PROMPT :: Your task is to copy each line of the material below that includes "price".

### GIVEN DATA ###

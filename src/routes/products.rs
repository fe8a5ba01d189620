use axum::{
    Json, Router,
    extract::{Path, Query, State},
    routing::{delete, get},
};
use uuid::Uuid;

use crate::{
    dto::catalog::{
        AddImageRequest, CreateProductRequest, ImageList, ProductDetail, ProductList,
        ProductPreviewList, ReplaceImagesRequest, UpdateProductRequest,
    },
    error::AppResult,
    middleware::auth::AuthUser,
    models::{Product, ProductImage},
    response::ApiResponse,
    routes::params::{PreviewQuery, ProductQuery},
    services::{image_service, product_service},
    state::AppState,
};

pub fn router() -> Router<AppState> {
    Router::new()
        .route("/", get(list_products).post(create_product))
        .route("/preview", get(preview_products))
        .route(
            "/{id}",
            get(get_product).put(update_product).delete(delete_product),
        )
        .route(
            "/{id}/images",
            get(list_images).post(add_image).put(replace_images),
        )
        .route("/{id}/images/{order}", delete(delete_image))
}

#[utoipa::path(
    get,
    path = "/api/products",
    params(
        ("page" = Option<i64>, Query, description = "Page number, default 1"),
        ("per_page" = Option<i64>, Query, description = "Items per page, default 20"),
        ("q" = Option<String>, Query, description = "Search in name, material and description"),
        ("category_id" = Option<Uuid>, Query, description = "Filter by category"),
        ("status" = Option<String>, Query, description = "active or inactive"),
        ("min_price" = Option<i64>, Query, description = "Minimum price"),
        ("max_price" = Option<i64>, Query, description = "Maximum price"),
        ("sort_by" = Option<String>, Query, description = "created_at, price or name"),
        ("sort_order" = Option<String>, Query, description = "asc or desc"),
    ),
    responses(
        (status = 200, description = "List products", body = ApiResponse<ProductList>)
    ),
    tag = "Products"
)]
pub async fn list_products(
    State(state): State<AppState>,
    Query(query): Query<ProductQuery>,
) -> AppResult<Json<ApiResponse<ProductList>>> {
    let resp = product_service::list_products(&state, query).await?;
    Ok(Json(resp))
}

#[utoipa::path(
    get,
    path = "/api/products/preview",
    params(
        ("skip" = Option<i64>, Query, description = "Rows to skip, default 0"),
        ("take" = Option<i64>, Query, description = "Rows to return, default 20"),
        ("category_id" = Option<Uuid>, Query, description = "Filter by category"),
    ),
    responses(
        (status = 200, description = "Catalog window with thumbnails", body = ApiResponse<ProductPreviewList>)
    ),
    tag = "Products"
)]
pub async fn preview_products(
    State(state): State<AppState>,
    Query(query): Query<PreviewQuery>,
) -> AppResult<Json<ApiResponse<ProductPreviewList>>> {
    let resp = product_service::list_product_previews(&state, query).await?;
    Ok(Json(resp))
}

#[utoipa::path(
    get,
    path = "/api/products/{id}",
    params(
        ("id" = Uuid, Path, description = "Product ID")
    ),
    responses(
        (status = 200, description = "Product with category, images and gemstones", body = ApiResponse<ProductDetail>),
        (status = 404, description = "Product not found"),
    ),
    tag = "Products"
)]
pub async fn get_product(
    Path(id): Path<Uuid>,
    State(state): State<AppState>,
) -> AppResult<Json<ApiResponse<ProductDetail>>> {
    let resp = product_service::get_product(&state, id).await?;
    Ok(Json(resp))
}

#[utoipa::path(
    post,
    path = "/api/products",
    request_body = CreateProductRequest,
    responses(
        (status = 200, description = "Create product", body = ApiResponse<ProductDetail>),
        (status = 400, description = "Invalid payload"),
        (status = 403, description = "Managers only"),
    ),
    security(("bearer_auth" = [])),
    tag = "Products"
)]
pub async fn create_product(
    State(state): State<AppState>,
    user: AuthUser,
    Json(payload): Json<CreateProductRequest>,
) -> AppResult<Json<ApiResponse<ProductDetail>>> {
    let resp = product_service::create_product(&state, &user, payload).await?;
    Ok(Json(resp))
}

#[utoipa::path(
    put,
    path = "/api/products/{id}",
    params(
        ("id" = Uuid, Path, description = "Product ID")
    ),
    request_body = UpdateProductRequest,
    responses(
        (status = 200, description = "Update product", body = ApiResponse<ProductDetail>),
        (status = 404, description = "Product not found"),
    ),
    security(("bearer_auth" = [])),
    tag = "Products"
)]
pub async fn update_product(
    Path(id): Path<Uuid>,
    State(state): State<AppState>,
    user: AuthUser,
    Json(payload): Json<UpdateProductRequest>,
) -> AppResult<Json<ApiResponse<ProductDetail>>> {
    let resp = product_service::update_product(&state, &user, id, payload).await?;
    Ok(Json(resp))
}

#[utoipa::path(
    delete,
    path = "/api/products/{id}",
    params(
        ("id" = Uuid, Path, description = "Product ID")
    ),
    responses(
        (status = 200, description = "Product deactivated", body = ApiResponse<Product>),
        (status = 404, description = "Product not found"),
    ),
    security(("bearer_auth" = [])),
    tag = "Products"
)]
pub async fn delete_product(
    Path(id): Path<Uuid>,
    State(state): State<AppState>,
    user: AuthUser,
) -> AppResult<Json<ApiResponse<Product>>> {
    let resp = product_service::delete_product(&state, &user, id).await?;
    Ok(Json(resp))
}

#[utoipa::path(
    get,
    path = "/api/products/{id}/images",
    params(
        ("id" = Uuid, Path, description = "Product ID")
    ),
    responses(
        (status = 200, description = "Ordered product images", body = ApiResponse<ImageList>),
        (status = 404, description = "Product not found"),
    ),
    tag = "Products"
)]
pub async fn list_images(
    Path(id): Path<Uuid>,
    State(state): State<AppState>,
) -> AppResult<Json<ApiResponse<ImageList>>> {
    let resp = image_service::list_images(&state, id).await?;
    Ok(Json(resp))
}

#[utoipa::path(
    post,
    path = "/api/products/{id}/images",
    params(
        ("id" = Uuid, Path, description = "Product ID")
    ),
    request_body = AddImageRequest,
    responses(
        (status = 200, description = "Image appended", body = ApiResponse<ProductImage>),
    ),
    security(("bearer_auth" = [])),
    tag = "Products"
)]
pub async fn add_image(
    Path(id): Path<Uuid>,
    State(state): State<AppState>,
    user: AuthUser,
    Json(payload): Json<AddImageRequest>,
) -> AppResult<Json<ApiResponse<ProductImage>>> {
    let resp = image_service::add_image(&state, &user, id, payload).await?;
    Ok(Json(resp))
}

#[utoipa::path(
    put,
    path = "/api/products/{id}/images",
    params(
        ("id" = Uuid, Path, description = "Product ID")
    ),
    request_body = ReplaceImagesRequest,
    responses(
        (status = 200, description = "Image set replaced", body = ApiResponse<ImageList>),
    ),
    security(("bearer_auth" = [])),
    tag = "Products"
)]
pub async fn replace_images(
    Path(id): Path<Uuid>,
    State(state): State<AppState>,
    user: AuthUser,
    Json(payload): Json<ReplaceImagesRequest>,
) -> AppResult<Json<ApiResponse<ImageList>>> {
    let resp = image_service::replace_images(&state, &user, id, payload).await?;
    Ok(Json(resp))
}

#[utoipa::path(
    delete,
    path = "/api/products/{id}/images/{order}",
    params(
        ("id" = Uuid, Path, description = "Product ID"),
        ("order" = i32, Path, description = "Image position"),
    ),
    responses(
        (status = 200, description = "Image removed", body = ApiResponse<serde_json::Value>),
        (status = 404, description = "Image not found"),
    ),
    security(("bearer_auth" = [])),
    tag = "Products"
)]
pub async fn delete_image(
    Path((id, order)): Path<(Uuid, i32)>,
    State(state): State<AppState>,
    user: AuthUser,
) -> AppResult<Json<ApiResponse<serde_json::Value>>> {
    let resp = image_service::delete_image(&state, &user, id, order).await?;
    Ok(Json(resp))
}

###

TASK SOLUTION ::
        ("min_price" = Option<i64>, Query, description = "Minimum price"),
        ("max_price" = Option<i64>, Query, description = "Maximum price"),
        ("sort_by" = Option<String>, Query, description = "created_at, price or name"),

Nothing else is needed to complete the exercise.